Hello Biostars community,
I would like to simulate structural variants calling (i.e. genomic inversions, deletions and insertions) in order to understand some experimental results I am getting.
My idea is:
- Generate random DNA sequence of defined length (ex. 1 Mbp) with equal probability of A/T/C/G and store as fasta1
- Manually create genomic inversion/deletion/insertion/duplication etc. and store as fasta2
- Tricky part: Use the sequence from fasta2 and generate random paired-end data with fastq format (thus generating random but unique header, sequence of defined length derived from fasta2 with highest quality). These paired-end "reads" would also need to have a defined insert length (let's say 500bp with some standard deviation).

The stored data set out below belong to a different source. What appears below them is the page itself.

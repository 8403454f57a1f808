//! Database metadata
//!
//! The metadata is a map encoded after the last occurrence of the marker
//! `"\xAB\xCD\xEFMaxMind.com"` near the end of the file. It is decoded with its
//! own pointer base (the first byte after the marker) and bound into
//! [`Metadata`] through the same field table mechanism as user records.

use crate::binding::{bind, FieldSpec, FieldValues, Record};
use crate::buffer::Buffer;
use crate::data_section::Decoder;
use crate::error::{MmdbError, Result};
use crate::tree::{RecordSize, DATA_SECTION_SEPARATOR_SIZE};
use serde::Serialize;
use std::collections::BTreeMap;
use std::time::{Duration, SystemTime, UNIX_EPOCH};

/// Metadata marker: "\xAB\xCD\xEFMaxMind.com"
pub const METADATA_MARKER: &[u8] = b"\xAB\xCD\xEFMaxMind.com";

/// Only major version of the binary format this crate reads
pub const SUPPORTED_MAJOR_VERSION: u16 = 2;

/// Metadata describing a database file
#[derive(Debug, Clone, PartialEq, Serialize)]
pub struct Metadata {
    /// Major version of the binary format
    pub binary_format_major_version: u16,
    /// Minor version of the binary format
    pub binary_format_minor_version: u16,
    /// Build time, seconds since the Unix epoch
    pub build_epoch: u64,
    /// Free-form database type, e.g. `GeoIP2-City`
    pub database_type: String,
    /// Descriptions keyed by locale code
    pub description: BTreeMap<String, String>,
    /// 4 for an IPv4-only tree, 6 for an IPv6 tree
    pub ip_version: u16,
    /// Locale codes the database may contain names for
    pub languages: Vec<String>,
    /// Number of nodes in the search tree
    pub node_count: u32,
    /// Record size in bits
    pub record_size: u16,
}

impl Record for Metadata {
    const FIELDS: &'static [FieldSpec] = &[
        FieldSpec::new("binary_format_major_version"),
        FieldSpec::new("binary_format_minor_version"),
        FieldSpec::new("build_epoch"),
        FieldSpec::new("database_type"),
        FieldSpec::new("description").always_materialize(),
        FieldSpec::new("ip_version"),
        FieldSpec::new("languages").always_materialize(),
        FieldSpec::new("node_count"),
        FieldSpec::new("record_size"),
    ];

    fn from_fields(mut fields: FieldValues) -> Result<Self> {
        Ok(Metadata {
            binary_format_major_version: fields.required("binary_format_major_version")?,
            binary_format_minor_version: fields.required("binary_format_minor_version")?,
            build_epoch: fields.required("build_epoch")?,
            database_type: fields.required("database_type")?,
            description: fields.required("description")?,
            ip_version: fields.required("ip_version")?,
            languages: fields.required("languages")?,
            node_count: fields.required("node_count")?,
            record_size: fields.required("record_size")?,
        })
    }
}

impl Metadata {
    /// Locate, decode and validate the metadata of a database file.
    ///
    /// Returns the metadata together with the offset where its payload starts.
    pub fn read(buffer: &Buffer) -> Result<(Self, u64)> {
        let start = find_metadata_start(buffer.as_slice())?;
        let decoder = Decoder::new(buffer, start);
        let (value, _) = decoder.decode(start)?;
        let metadata: Metadata = bind(&value, None)?;
        metadata.validate(start)?;
        Ok((metadata, start))
    }

    fn validate(&self, metadata_start: u64) -> Result<()> {
        if self.binary_format_major_version != SUPPORTED_MAJOR_VERSION {
            return Err(MmdbError::invalid_database(format!(
                "Unsupported binary format major version: {}",
                self.binary_format_major_version
            )));
        }
        if self.ip_version != 4 && self.ip_version != 6 {
            return Err(MmdbError::invalid_database(format!(
                "Invalid IP version in metadata: {}",
                self.ip_version
            )));
        }
        self.record_size_bits()?;

        let data_start = self.search_tree_size() + DATA_SECTION_SEPARATOR_SIZE;
        let marker_start = metadata_start - METADATA_MARKER.len() as u64;
        if data_start > marker_start {
            return Err(MmdbError::invalid_database(format!(
                "Search tree of {} nodes does not fit before the metadata",
                self.node_count
            )));
        }
        Ok(())
    }

    /// Record size as a typed value
    pub fn record_size_bits(&self) -> Result<RecordSize> {
        RecordSize::from_bits(self.record_size)
    }

    /// Size of one node in bytes (two records)
    pub fn node_byte_size(&self) -> u64 {
        self.record_size as u64 / 4
    }

    /// Size of the search tree in bytes
    pub fn search_tree_size(&self) -> u64 {
        self.node_count as u64 * self.node_byte_size()
    }

    /// Absolute offset of the data section
    pub fn data_section_start(&self) -> u64 {
        self.search_tree_size() + DATA_SECTION_SEPARATOR_SIZE
    }

    /// Build time as a `SystemTime`, `None` if the epoch is out of range
    pub fn build_time(&self) -> Option<SystemTime> {
        UNIX_EPOCH.checked_add(Duration::from_secs(self.build_epoch))
    }

    /// Description in the given locale
    pub fn description_for(&self, locale: &str) -> Option<&str> {
        self.description.get(locale).map(String::as_str)
    }
}

/// Offset of the first byte after the last metadata marker
pub fn find_metadata_start(data: &[u8]) -> Result<u64> {
    memchr::memmem::rfind(data, METADATA_MARKER)
        .map(|pos| (pos + METADATA_MARKER.len()) as u64)
        .ok_or_else(|| {
            MmdbError::invalid_database(
                "Could not find a MaxMind DB metadata marker in this file. \
                 Is this a valid MaxMind DB file?",
            )
        })
}
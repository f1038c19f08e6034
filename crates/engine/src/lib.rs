// SPDX-License-Identifier: BUSL-1.1
// Copyright (c) 2026 Alfred Jean LLC

// Allow panic!/unwrap/expect in test code
#![cfg_attr(test, allow(clippy::panic))]
#![cfg_attr(test, allow(clippy::unwrap_used))]
#![cfg_attr(test, allow(clippy::expect_used))]

//! warden-engine: the agent supervisor proper.
//!
//! Owns agent lifecycles (spawn, stream multiplexing, persistence,
//! destruction), the inter-agent message bus with targeted auto-delivery,
//! the token service, the secret sanitizer, the kill switch, and startup
//! recovery. The daemon crate wires this up from environment config; the
//! transport layer that drives it is out of scope here.

pub mod auth;
pub mod batch;
pub mod bus;
pub mod delivery;
pub mod killswitch;
pub mod manager;
pub mod process;
pub mod recovery;
pub mod sanitize;
pub mod supervisor;
pub mod workspace;

#[cfg(test)]
pub(crate) mod test_helpers;

pub use auth::{AuthError, Claims, TokenKind, TokenService};
pub use batch::{EventBatcher, StateSaver};
pub use bus::{MessageBus, MessageQuery};
pub use delivery::{format_delivery_prompt, format_interrupt_prompt, AutoDelivery};
pub use killswitch::{KillSwitch, KillSwitchFlag};
pub use manager::{
    AgentManager, Attachment, CreateAgentSpec, ManagerConfig, RepoContext,
};
pub use process::{AgentProcess, Subscription};
pub use recovery::{run_recovery, RecoveryReport};
pub use sanitize::SecretRedactor;
pub use supervisor::{Supervisor, SupervisorConfig};
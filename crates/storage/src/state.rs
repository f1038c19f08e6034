// SPDX-License-Identifier: BUSL-1.1
// Copyright (c) 2026 Alfred Jean LLC

//! Per-agent state files and the kill-switch tombstone.
//!
//! One `<id>.json` file per agent. Writes go to `<id>.json.tmp`, fsync,
//! then rename, so a crash mid-write never corrupts the visible file.
//! Loading is tolerant: files that are flagged (`.tmp` suffix, `_` prefix),
//! empty, or unparseable are skipped without failing startup.

use crate::{events::EventLogStore, StorageError};
use std::collections::BTreeSet;
use std::fs::{self, File};
use std::io::{BufWriter, Write};
use std::path::{Path, PathBuf};
use tracing::warn;
use warden_core::{AgentId, AgentRecord};

const TOMBSTONE_FILE: &str = "killswitch.tombstone";

/// Store of durable per-agent state under `<root>/agents/`.
#[derive(Debug, Clone)]
pub struct StateStore {
    state_dir: PathBuf,
    tombstone_path: PathBuf,
}

impl StateStore {
    /// Open (and create) the store under the given root.
    pub fn open(root: impl Into<PathBuf>) -> Result<Self, StorageError> {
        let root = root.into();
        let state_dir = root.join("agents");
        fs::create_dir_all(&state_dir)?;
        Ok(Self {
            state_dir,
            tombstone_path: root.join(TOMBSTONE_FILE),
        })
    }

    pub fn state_dir(&self) -> &Path {
        &self.state_dir
    }

    fn state_path(&self, id: &str) -> PathBuf {
        self.state_dir.join(format!("{id}.json"))
    }

    /// Write a record atomically (`.tmp` + fsync + rename).
    pub fn save(&self, record: &AgentRecord) -> Result<(), StorageError> {
        let path = self.state_path(record.id.as_str());
        let tmp_path = self.state_dir.join(format!("{}.json.tmp", record.id));

        {
            let file = File::create(&tmp_path)?;
            let mut writer = BufWriter::new(file);
            serde_json::to_writer(&mut writer, record)?;
            let file = writer.into_inner().map_err(|e| e.into_error())?;
            file.sync_all()?;
        }

        fs::rename(&tmp_path, &path)?;
        Ok(())
    }

    /// Load every persisted record.
    ///
    /// Returns empty while the tombstone is present; the operator must
    /// clear it before agents can be rehydrated. Flagged or broken files
    /// are skipped; empty files are deleted as a side effect.
    pub fn load_all(&self) -> Result<Vec<AgentRecord>, StorageError> {
        if self.has_tombstone() {
            return Ok(Vec::new());
        }

        let mut records = Vec::new();
        for entry in fs::read_dir(&self.state_dir)? {
            let entry = entry?;
            let path = entry.path();
            let Some(name) = path.file_name().and_then(|n| n.to_str()) else {
                continue;
            };
            if !name.ends_with(".json") || name.starts_with('_') {
                continue;
            }

            let content = match fs::read_to_string(&path) {
                Ok(c) => c,
                Err(e) => {
                    warn!(path = %path.display(), error = %e, "unreadable state file, skipping");
                    continue;
                }
            };
            if content.trim().is_empty() {
                warn!(path = %path.display(), "empty state file, deleting");
                let _ = fs::remove_file(&path);
                continue;
            }

            let record: AgentRecord = match serde_json::from_str(&content) {
                Ok(r) => r,
                Err(e) => {
                    warn!(path = %path.display(), error = %e, "corrupt state file, skipping");
                    continue;
                }
            };

            let stem = name.trim_end_matches(".json");
            if record.id.as_str() != stem {
                warn!(
                    path = %path.display(),
                    id = %record.id,
                    "state file id does not match filename, skipping"
                );
                continue;
            }

            records.push(record);
        }
        Ok(records)
    }

    /// Ids of all currently persisted agents.
    pub fn persisted_ids(&self) -> Result<BTreeSet<String>, StorageError> {
        let mut ids = BTreeSet::new();
        for entry in fs::read_dir(&self.state_dir)? {
            let entry = entry?;
            let Some(name) = entry.file_name().to_str().map(String::from) else {
                continue;
            };
            if name.ends_with(".json") && !name.starts_with('_') {
                ids.insert(name.trim_end_matches(".json").to_string());
            }
        }
        Ok(ids)
    }

    /// Remove an agent's state file and any leftover `.tmp`. Idempotent.
    pub fn remove(&self, id: &AgentId) -> Result<(), StorageError> {
        let path = self.state_path(id.as_str());
        if let Err(e) = fs::remove_file(&path) {
            if e.kind() != std::io::ErrorKind::NotFound {
                return Err(e.into());
            }
        }
        let tmp = self.state_dir.join(format!("{id}.json.tmp"));
        if let Err(e) = fs::remove_file(&tmp) {
            if e.kind() != std::io::ErrorKind::NotFound {
                return Err(e.into());
            }
        }
        Ok(())
    }

    /// Startup sweep: delete interrupted `.tmp` writes and event logs of
    /// agents that are no longer persisted.
    pub fn cleanup_stale(&self, events: &EventLogStore) -> Result<(), StorageError> {
        for entry in fs::read_dir(&self.state_dir)? {
            let entry = entry?;
            let path = entry.path();
            if path.extension().is_some_and(|ext| ext == "tmp") {
                warn!(path = %path.display(), "removing interrupted state write");
                let _ = fs::remove_file(&path);
            }
        }

        let live = self.persisted_ids()?;
        events.remove_orphans(&live)?;
        Ok(())
    }

    // ── Tombstone ───────────────────────────────────────────────────────────

    pub fn write_tombstone(&self) -> Result<(), StorageError> {
        fs::write(&self.tombstone_path, b"")?;
        Ok(())
    }

    pub fn has_tombstone(&self) -> bool {
        self.tombstone_path.exists()
    }

    pub fn clear_tombstone(&self) -> Result<(), StorageError> {
        if let Err(e) = fs::remove_file(&self.tombstone_path) {
            if e.kind() != std::io::ErrorKind::NotFound {
                return Err(e.into());
            }
        }
        Ok(())
    }
}

/// Write arbitrary bytes atomically next to their final path.
///
/// Shared by the kill-switch record store.
pub(crate) fn write_atomic(path: &Path, bytes: &[u8]) -> Result<(), StorageError> {
    if let Some(parent) = path.parent() {
        fs::create_dir_all(parent)?;
    }
    let tmp_path = path.with_extension("tmp");
    {
        let file = File::create(&tmp_path)?;
        let mut writer = BufWriter::new(file);
        writer.write_all(bytes)?;
        let file = writer.into_inner().map_err(|e| e.into_error())?;
        file.sync_all()?;
    }
    fs::rename(&tmp_path, path)?;
    Ok(())
}

#[cfg(test)]
#[path = "state_tests.rs"]
mod tests;
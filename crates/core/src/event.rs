// SPDX-License-Identifier: BUSL-1.1
// Copyright (c) 2026 Alfred Jean LLC

//! Stream events produced by a child CLI process.
//!
//! The child speaks JSONL on stdout, one object per line, with an open
//! schema: a `type` tag plus arbitrary payload. Known types drive the
//! supervisor's state machine; everything else passes through untouched.
//! Unknown keys on known types are preserved so subscribers see exactly
//! what the child produced.

use serde::de::Error as DeError;
use serde::{Deserialize, Deserializer, Serialize, Serializer};
use serde_json::{Map, Value};
use std::fmt;

/// Tag of a stream event.
#[derive(Debug, Clone, PartialEq, Eq)]
pub enum StreamEventKind {
    System,
    UserPrompt,
    Assistant,
    Result,
    Done,
    Destroyed,
    Stalled,
    /// Pass-through for types the supervisor does not interpret
    Other(String),
}

impl StreamEventKind {
    pub fn as_str(&self) -> &str {
        match self {
            StreamEventKind::System => "system",
            StreamEventKind::UserPrompt => "user_prompt",
            StreamEventKind::Assistant => "assistant",
            StreamEventKind::Result => "result",
            StreamEventKind::Done => "done",
            StreamEventKind::Destroyed => "destroyed",
            StreamEventKind::Stalled => "stalled",
            StreamEventKind::Other(s) => s,
        }
    }

    fn from_wire(s: &str) -> Self {
        match s {
            "system" => StreamEventKind::System,
            "user_prompt" => StreamEventKind::UserPrompt,
            "assistant" => StreamEventKind::Assistant,
            "result" => StreamEventKind::Result,
            "done" => StreamEventKind::Done,
            "destroyed" => StreamEventKind::Destroyed,
            "stalled" => StreamEventKind::Stalled,
            other => StreamEventKind::Other(other.to_string()),
        }
    }
}

impl fmt::Display for StreamEventKind {
    fn fmt(&self, f: &mut fmt::Formatter<'_>) -> fmt::Result {
        write!(f, "{}", self.as_str())
    }
}

/// Usage figures carried by a `result` event.
#[derive(Debug, Clone, Copy, PartialEq, Default)]
pub struct ResultUsage {
    pub num_turns: u64,
    pub duration_ms: u64,
    pub total_cost_usd: f64,
    pub input_tokens: u64,
    pub output_tokens: u64,
}

/// One event from a child's stdout stream (or synthesized by the
/// supervisor: `done`, `destroyed`, `stalled`).
///
/// Holds the `type` tag plus every other key of the original object, so
/// serialization reproduces the child's payload byte-for-byte modulo key
/// order and sanitization.
#[derive(Debug, Clone, PartialEq)]
pub struct StreamEvent {
    kind: StreamEventKind,
    fields: Map<String, Value>,
}

impl StreamEvent {
    pub fn new(kind: StreamEventKind, fields: Map<String, Value>) -> Self {
        Self { kind, fields }
    }

    /// Parse a JSON object value into an event.
    ///
    /// Fails if the value is not an object or lacks a string `type` tag;
    /// callers log and drop such lines.
    pub fn from_value(value: Value) -> Result<Self, ParseEventError> {
        let Value::Object(mut fields) = value else {
            return Err(ParseEventError::NotAnObject);
        };
        let kind = match fields.remove("type") {
            Some(Value::String(t)) => StreamEventKind::from_wire(&t),
            _ => return Err(ParseEventError::MissingType),
        };
        Ok(Self { kind, fields })
    }

    /// Rebuild the wire object, `type` tag included.
    pub fn to_value(&self) -> Value {
        let mut map = self.fields.clone();
        map.insert(
            "type".to_string(),
            Value::String(self.kind.as_str().to_string()),
        );
        Value::Object(map)
    }

    pub fn kind(&self) -> &StreamEventKind {
        &self.kind
    }

    pub fn fields(&self) -> &Map<String, Value> {
        &self.fields
    }

    /// Replace the payload (used by sanitization).
    pub fn with_fields(&self, fields: Map<String, Value>) -> Self {
        Self {
            kind: self.kind.clone(),
            fields,
        }
    }

    fn str_field(&self, key: &str) -> Option<&str> {
        self.fields.get(key).and_then(|v| v.as_str())
    }

    fn u64_field(&self, key: &str) -> Option<u64> {
        self.fields.get(key).and_then(|v| v.as_u64())
    }

    /// `subtype` field, carried by `system` events.
    pub fn subtype(&self) -> Option<&str> {
        self.str_field("subtype")
    }

    /// `session_id` field, carried by `system:init`.
    pub fn session_id(&self) -> Option<&str> {
        self.str_field("session_id")
    }

    /// True for the child's `system{subtype:"init"}` handshake.
    pub fn is_system_init(&self) -> bool {
        self.kind == StreamEventKind::System && self.subtype() == Some("init")
    }

    /// The nested `message.id`, used for delivery deduplication.
    pub fn message_id(&self) -> Option<&str> {
        self.fields
            .get("message")
            .and_then(|m| m.get("id"))
            .and_then(|v| v.as_str())
    }

    /// Exit code of a `done` event.
    pub fn exit_code(&self) -> Option<i64> {
        self.fields.get("exit_code").and_then(|v| v.as_i64())
    }

    /// Usage figures of a `result` event; absent fields default to zero.
    pub fn result_usage(&self) -> Option<ResultUsage> {
        if self.kind != StreamEventKind::Result {
            return None;
        }
        let usage = self.fields.get("usage");
        Some(ResultUsage {
            num_turns: self.u64_field("num_turns").unwrap_or(0),
            duration_ms: self.u64_field("duration_ms").unwrap_or(0),
            total_cost_usd: self
                .fields
                .get("total_cost_usd")
                .and_then(|v| v.as_f64())
                .unwrap_or(0.0),
            input_tokens: usage
                .and_then(|u| u.get("input_tokens"))
                .and_then(|v| v.as_u64())
                .unwrap_or(0),
            output_tokens: usage
                .and_then(|u| u.get("output_tokens"))
                .and_then(|v| v.as_u64())
                .unwrap_or(0),
        })
    }

    /// Synthesized process-exit event.
    pub fn done(exit_code: i64) -> Self {
        let mut fields = Map::new();
        fields.insert("exit_code".to_string(), Value::from(exit_code));
        Self {
            kind: StreamEventKind::Done,
            fields,
        }
    }

    /// Synthesized terminal event emitted after destruction.
    pub fn destroyed() -> Self {
        Self {
            kind: StreamEventKind::Destroyed,
            fields: Map::new(),
        }
    }

    /// Synthesized event emitted when the stall detector trips.
    pub fn stalled() -> Self {
        Self {
            kind: StreamEventKind::Stalled,
            fields: Map::new(),
        }
    }
}

impl Serialize for StreamEvent {
    fn serialize<S: Serializer>(&self, serializer: S) -> Result<S::Ok, S::Error> {
        self.to_value().serialize(serializer)
    }
}

impl<'de> Deserialize<'de> for StreamEvent {
    fn deserialize<D: Deserializer<'de>>(deserializer: D) -> Result<Self, D::Error> {
        let value = Value::deserialize(deserializer)?;
        StreamEvent::from_value(value).map_err(D::Error::custom)
    }
}

/// Reasons a stdout line fails to parse as an event.
#[derive(Debug, Clone, PartialEq, Eq, thiserror::Error)]
pub enum ParseEventError {
    #[error("event is not a JSON object")]
    NotAnObject,
    #[error("event has no string `type` tag")]
    MissingType,
}

#[cfg(test)]
#[path = "event_tests.rs"]
mod tests;
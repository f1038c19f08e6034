// SPDX-License-Identifier: BUSL-1.1
// Copyright (c) 2026 Alfred Jean LLC

//! Warden Daemon (wardend)
//!
//! Long-running agent supervisor: spawns and multiplexes child LLM-CLI
//! processes, persists their state, and routes inter-agent messages. The
//! transport layer (HTTP/SSE) connects through the engine crate and is
//! not part of this binary.

// Allow panic!/unwrap/expect in test code
#![cfg_attr(test, allow(clippy::panic))]
#![cfg_attr(test, allow(clippy::unwrap_used))]
#![cfg_attr(test, allow(clippy::expect_used))]

mod config;

use crate::config::{Config, ConfigError};
use fs2::FileExt;
use std::fs::File;
use std::io::Write;
use tokio::signal::unix::{signal, SignalKind};
use tracing::{error, info};
use warden_adapters::CliChildAdapter;
use warden_engine::Supervisor;

#[tokio::main]
async fn main() -> Result<(), Box<dyn std::error::Error>> {
    // Handle info flags before any config/lock acquisition
    if let Some(arg) = std::env::args().nth(1) {
        match arg.as_str() {
            "--version" | "-V" | "-v" => {
                println!("wardend {}", env!("CARGO_PKG_VERSION"));
                return Ok(());
            }
            "--help" | "-h" | "help" => {
                println!("wardend {}", env!("CARGO_PKG_VERSION"));
                println!("Warden Daemon - supervises child LLM-CLI agent processes");
                println!();
                println!("USAGE:");
                println!("    wardend");
                println!();
                println!("Configuration comes from WARDEN_* environment variables;");
                println!("WARDEN_JWT_SECRET is required.");
                println!();
                println!("OPTIONS:");
                println!("    -h, --help       Print help information");
                println!("    -v, --version    Print version information");
                return Ok(());
            }
            _ => {
                eprintln!("error: unexpected argument '{arg}'");
                eprintln!("Usage: wardend [--help | --version]");
                std::process::exit(1);
            }
        }
    }

    // Missing signing secret is fatal at startup
    let config = match Config::load() {
        Ok(config) => config,
        Err(e @ ConfigError::MissingSecret) => {
            eprintln!("error: {e}");
            std::process::exit(1);
        }
        Err(e) => return Err(e.into()),
    };

    std::fs::create_dir_all(&config.supervisor.state_root)?;

    // Single instance per state root
    let lock_file = File::create(&config.lock_path)?;
    if lock_file.try_lock_exclusive().is_err() {
        let pid = std::fs::read_to_string(&config.lock_path).unwrap_or_default();
        eprintln!("wardend is already running");
        if !pid.trim().is_empty() {
            eprintln!("  pid: {}", pid.trim());
        }
        std::process::exit(1);
    }
    std::fs::write(&config.lock_path, format!("{}\n", std::process::id()))?;

    rotate_log_if_needed(&config.log_path);
    write_startup_marker(&config)?;
    let _log_guard = setup_logging(&config)?;

    info!("starting warden daemon");

    let supervisor = match Supervisor::new(config.supervisor.clone(), CliChildAdapter::new()) {
        Ok(supervisor) => supervisor,
        Err(e) => {
            error!("failed to construct supervisor: {e}");
            return Err(e.into());
        }
    };

    let report = supervisor.start().await?;
    if report.tombstoned {
        info!("kill-switch tombstone present; agents will not restore until it is cleared");
    } else {
        info!(
            restored = report.restored,
            orphans = report.orphans_killed,
            "recovery complete"
        );
    }

    // Signal ready for the parent process (e.g. systemd, a supervisor CLI)
    println!("READY");

    let mut sigterm = signal(SignalKind::terminate())?;
    let mut sigint = signal(SignalKind::interrupt())?;
    tokio::select! {
        _ = sigterm.recv() => info!("received SIGTERM, shutting down"),
        _ = sigint.recv() => info!("received SIGINT, shutting down"),
    }

    supervisor.shutdown().await;
    info!("daemon stopped");
    Ok(())
}

/// Maximum log file size before rotation (10 MB).
const MAX_LOG_SIZE: u64 = 10 * 1024 * 1024;

/// Number of rotated log files to keep (daemon.log.1, .2, .3).
const MAX_ROTATED_LOGS: u32 = 3;

/// Rotate the daemon log file if it exceeds [`MAX_LOG_SIZE`].
///
/// Shifts `daemon.log` → `daemon.log.1` → `daemon.log.2` → `daemon.log.3`,
/// deleting the oldest. Best-effort: rotation failures are silently
/// ignored so the daemon still starts.
fn rotate_log_if_needed(log_path: &std::path::Path) {
    let size = match std::fs::metadata(log_path) {
        Ok(m) => m.len(),
        Err(_) => return,
    };
    if size < MAX_LOG_SIZE {
        return;
    }

    let log_str = log_path.display().to_string();
    for i in (1..MAX_ROTATED_LOGS).rev() {
        let from = format!("{log_str}.{i}");
        let to = format!("{log_str}.{}", i + 1);
        let _ = std::fs::rename(&from, &to);
    }
    let _ = std::fs::rename(log_path, format!("{log_str}.1"));
}

/// Startup marker written to the log before tracing is installed, so an
/// operator can find where the current attempt begins.
const STARTUP_MARKER_PREFIX: &str = "--- wardend: starting (pid: ";

fn write_startup_marker(config: &Config) -> std::io::Result<()> {
    if let Some(parent) = config.log_path.parent() {
        std::fs::create_dir_all(parent)?;
    }
    let mut file = std::fs::OpenOptions::new()
        .create(true)
        .append(true)
        .open(&config.log_path)?;
    writeln!(file, "{}{}) ---\n", STARTUP_MARKER_PREFIX, std::process::id())?;
    Ok(())
}

fn setup_logging(
    config: &Config,
) -> std::io::Result<tracing_appender::non_blocking::WorkerGuard> {
    use tracing_subscriber::{fmt, prelude::*, EnvFilter};

    let parent = config
        .log_path
        .parent()
        .ok_or_else(|| std::io::Error::other("log path has no parent"))?;
    std::fs::create_dir_all(parent)?;
    let file_name = config
        .log_path
        .file_name()
        .ok_or_else(|| std::io::Error::other("log path has no file name"))?;

    let file_appender = tracing_appender::rolling::never(parent, file_name);
    let (non_blocking, guard) = tracing_appender::non_blocking(file_appender);

    let filter = EnvFilter::try_from_default_env().unwrap_or_else(|_| EnvFilter::new("info"));
    tracing_subscriber::registry()
        .with(filter)
        .with(fmt::layer().with_writer(non_blocking))
        .init();

    Ok(guard)
}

Since my knowledge in coding is basic-next-to-nothing, I am not sure if this is actually possible and have no idea if I should use R, Python or...? Any help or existing scripts would be highly appreciated.
Thank you in advance.
I am already dealing with bacterial genomes. They frequently have inversions/duplications etc. so I want to generate a random sequence which will (hopefully) be free of such structures. Thanks for No.3 :)
If you need random sequence then use: Generate Random Dna Sequence Data With Equal Base Frequencies
Or two online sites:
http://users-birc.au.dk/biopv/php/fabox/random_sequence_generator.php
http://www.faculty.ucr.edu/~mmaduro/random.htm
Everything works well, I didn't think I would pull this easily. All tools are already there :) BTW, any chance there is an automated generator of inversions/duplications and such (point 2)? I am doing it manually, and it's a little bit time consuming.
BBMap has a recent addition called mutate.sh, that I made for testing the sensitivity of contaminant removal when the contaminants are bacterial strains of the same species. It creates a mutant variant of a genome. For example:
This will create a mutant version of the original genome with 95% identity to the original. The mutations are random, with no conserved locations (though I may add that option later), so any duplications or inversions in the original will (probabilistically) not be present in the mutant, since they would have received different mutations. However, the general structure will still be similar to a real bacteria. If you want to generate synthetic reads from a bacteria-like thing with no repeats or inversions, I suggest you run mutate on a real bacterial genome, then use randomreads.sh on the mutant genome. 95% identity should be sufficiently low (averaging a mutation every 20bp), though it depends on your specific needs.